Timbuktu and African History

Historians of Africa have long tilted against some of the hoariest, most insidious false assertions made about Africa. Three men who were giants in their fields and in Western intellectual life generally embody the representation of Africa as a land without history, and thus as a land unworthy of attempting to understand. In the eighteenth century the Scottish philosopher David Hume said, “I am apt to suspect the Negroes to be naturally inferior to the Whites. There scarcely ever was a civilised nation of that complexion, nor even any individual, eminent either in action or in speculation. No ingenious manufacture among them, no arts, no sciences.” In the nineteenth century the German philosopher Hegel similarly dismissed Africa when he blithely asserted, “Africa is no historical part of the world.” In 1963 Oxford historian Hugh Trevor-Roper, who ought to have known better, repeated this calumny when he dismissed Africa as having "no history" but rather “the unedifying gyrations of barbarous tribes in picturesque but irrelevant corners of the globe.”

Of course we know these assertions not to be true. By any definition, even the most rigid, Africa has a long, vibrant, and varied history. And of course for those of us engaged in contemporary or modern history, Africa provides a rich tapestry of sadness and loss, hope and promise, a chronicle of human frailties and human strengths, of humankind's capacity to inflict severe harm or to attain dizzying heights.

Even the seemingly more innocuous version of the libels of Hegal and Hume and Trevor-Roper, the idea that African history is somehow different from that of the West because the written word supposedly eluded the continent and its people and thus shrouded the vast landscape from the Cape to Cairo in epistemological darkness is the stuff of mythology, not reality. Recent discoveries throughout Africa, but centered in the ancient center of learning at Timbuktu, help to demonstrate that Africans have long had a written record, even if that record is not as vast as in some other parts of the world. Discoveries in recent decades have accumulated so quickly that some hope that Mali's Timbuktu will become the site of a new library akin to the legendary lost library at Alexandria. We can see some of these discoveries through an online exhibition sponsored by the Library of Congress and through a multimedia presentation courtesy of The New York Times.

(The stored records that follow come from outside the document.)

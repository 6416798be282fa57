//! SMTP gateway using lettre.
//!
//! # Example
//!
//! ```rust,ignore
//! use courier_core::impls::SmtpGateway;
//!
//! let gateway = SmtpGateway::new("smtp.example.com", 587)
//!     .credentials("username", "password")
//!     .from("Notif Service <notify@example.com>")
//!     .build()?;
//! ```

use std::time::Duration;

use async_trait::async_trait;
use lettre::message::{Mailbox, header::ContentType};
use lettre::transport::smtp::authentication::Credentials;
use lettre::{AsyncSmtpTransport, AsyncTransport, Message, Tokio1Executor};

use crate::domain::{ConfigError, GatewayError, Recipient};
use crate::ports::DeliveryGateway;

/// Sends plain-text messages through an SMTP relay.
pub struct SmtpGateway {
    transport: AsyncSmtpTransport<Tokio1Executor>,
    from: Mailbox,
}

impl SmtpGateway {
    /// Builder for a STARTTLS connection.
    pub fn new(host: &str, port: u16) -> SmtpGatewayBuilder {
        SmtpGatewayBuilder {
            host: host.to_string(),
            port,
            credentials: None,
            from: None,
            timeout: Some(Duration::from_secs(10)),
            starttls: true,
        }
    }

    fn build_message(
        &self,
        recipient: &Recipient,
        subject: &str,
        body: &str,
    ) -> Result<Message, GatewayError> {
        let to: Mailbox = recipient
            .as_str()
            .parse()
            .map_err(|e| GatewayError::Rejected(format!("{recipient}: {e}")))?;

        Message::builder()
            .from(self.from.clone())
            .to(to)
            .subject(subject)
            .header(ContentType::TEXT_PLAIN)
            .body(body.to_string())
            .map_err(|e| GatewayError::Transport(e.to_string()))
    }
}

pub struct SmtpGatewayBuilder {
    host: String,
    port: u16,
    credentials: Option<(String, String)>,
    from: Option<String>,
    timeout: Option<Duration>,
    starttls: bool,
}

impl SmtpGatewayBuilder {
    pub fn credentials(mut self, username: &str, password: &str) -> Self {
        self.credentials = Some((username.to_string(), password.to_string()));
        self
    }

    pub fn from(mut self, from: &str) -> Self {
        self.from = Some(from.to_string());
        self
    }

    pub fn timeout(mut self, timeout: Option<Duration>) -> Self {
        self.timeout = timeout;
        self
    }

    /// Plain connection without TLS. Only for a local relay.
    pub fn dangerous_plaintext(mut self) -> Self {
        self.starttls = false;
        self
    }

    pub fn build(self) -> Result<SmtpGateway, ConfigError> {
        let from_raw = self.from.unwrap_or_else(|| format!("notify@{}", self.host));
        let from: Mailbox = from_raw.parse().map_err(|_| ConfigError::Invalid {
            name: "smtp from address",
            value: from_raw.clone(),
        })?;

        let builder = if self.starttls {
            AsyncSmtpTransport::<Tokio1Executor>::starttls_relay(&self.host).map_err(|e| {
                ConfigError::Invalid {
                    name: "smtp host",
                    value: format!("{}: {e}", self.host),
                }
            })?
        } else {
            AsyncSmtpTransport::<Tokio1Executor>::builder_dangerous(&self.host)
        };

        let mut builder = builder.port(self.port).timeout(self.timeout);
        if let Some((username, password)) = self.credentials {
            builder = builder.credentials(Credentials::new(username, password));
        }

        Ok(SmtpGateway {
            transport: builder.build(),
            from,
        })
    }
}

#[async_trait]
impl DeliveryGateway for SmtpGateway {
    async fn send(
        &self,
        recipient: &Recipient,
        subject: &str,
        body: &str,
    ) -> Result<(), GatewayError> {
        let message = self.build_message(recipient, subject, body)?;
        let response = self
            .transport
            .send(message)
            .await
            .map_err(|e| GatewayError::Transport(e.to_string()))?;

        tracing::debug!(
            recipient = %recipient,
            code = %response.code(),
            "smtp relay accepted message"
        );
        Ok(())
    }

    fn name(&self) -> &'static str {
        "smtp"
    }
}
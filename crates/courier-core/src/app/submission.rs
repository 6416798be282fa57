//! SubmissionService - the accept side of the pipeline.

use std::sync::Arc;

use tracing::{error, info};

use crate::domain::{CourierError, JobId, JobRecord, JobStatus, NotificationRequest};
use crate::ports::{Clock, IdGenerator, JobStore, QueueBroker};

/// Validates a request, persists it as a `queued` job and enqueues its id.
///
/// Returns as soon as the job is on the queue; delivery happens on a worker.
pub struct SubmissionService {
    jobs: Arc<dyn JobStore>,
    broker: Arc<dyn QueueBroker>,
    ids: Arc<dyn IdGenerator>,
    clock: Arc<dyn Clock>,
    default_subject: String,
}

impl SubmissionService {
    pub fn new(
        jobs: Arc<dyn JobStore>,
        broker: Arc<dyn QueueBroker>,
        ids: Arc<dyn IdGenerator>,
        clock: Arc<dyn Clock>,
        default_subject: impl Into<String>,
    ) -> Self {
        Self {
            jobs,
            broker,
            ids,
            clock,
            default_subject: default_subject.into(),
        }
    }

    /// Validation errors are returned before anything is persisted.
    pub async fn submit(&self, request: NotificationRequest) -> Result<JobId, CourierError> {
        let message = request.validate(&self.default_subject)?;
        let job = JobRecord::new(self.ids.generate_job_id(), message, self.clock.now());
        let job_id = job.id;
        let recipients = job.recipients.len();

        self.jobs.create(job).await?;

        if let Err(e) = self.broker.enqueue(job_id).await {
            error!(job_id = %job_id, error = %e, "enqueue failed, failing job");
            if let Err(mark) = self.jobs.update_status(job_id, JobStatus::Failed).await {
                error!(job_id = %job_id, error = %mark, "could not mark job failed");
            }
            return Err(e.into());
        }

        info!(job_id = %job_id, recipients, "job queued");
        Ok(job_id)
    }
}
use tracing_subscriber::EnvFilter;
use tracing_subscriber::fmt::time::ChronoUtc;

/// Install the global subscriber.
///
/// `LOG_LEVEL` wins over `RUST_LOG`; both accept `EnvFilter` directives.
pub fn init() {
    let default = if cfg!(debug_assertions) { "debug" } else { "info" };

    let filter = std::env::var("LOG_LEVEL")
        .ok()
        .and_then(|level| {
            EnvFilter::try_new(&level)
                .inspect_err(|_| {
                    eprintln!("Invalid log level specified {level}, defaulting to {default}");
                })
                .ok()
        })
        .or_else(|| EnvFilter::try_from_default_env().ok())
        .unwrap_or_else(|| EnvFilter::new(default));

    tracing_subscriber::fmt()
        .with_env_filter(filter)
        .with_file(false)
        .with_line_number(false)
        .with_timer(ChronoUtc::rfc_3339())
        .with_writer(std::io::stderr)
        .compact()
        .init();
}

The vast panoply of African history is increasingly available to all of us. One wonders what Hegel or Hume or Trevor-Roper might have to say about a continent they little understood and barely knew but felt free to dismiss in light of what historians have continued to prove in recent decades. No longer can serious people accept their “unedifying gyrations” and authoritative assertions. History is about nothing so much as change over time. There is a certain glorious irony that history itself has shown how much has changed to refute those who disavowed African history.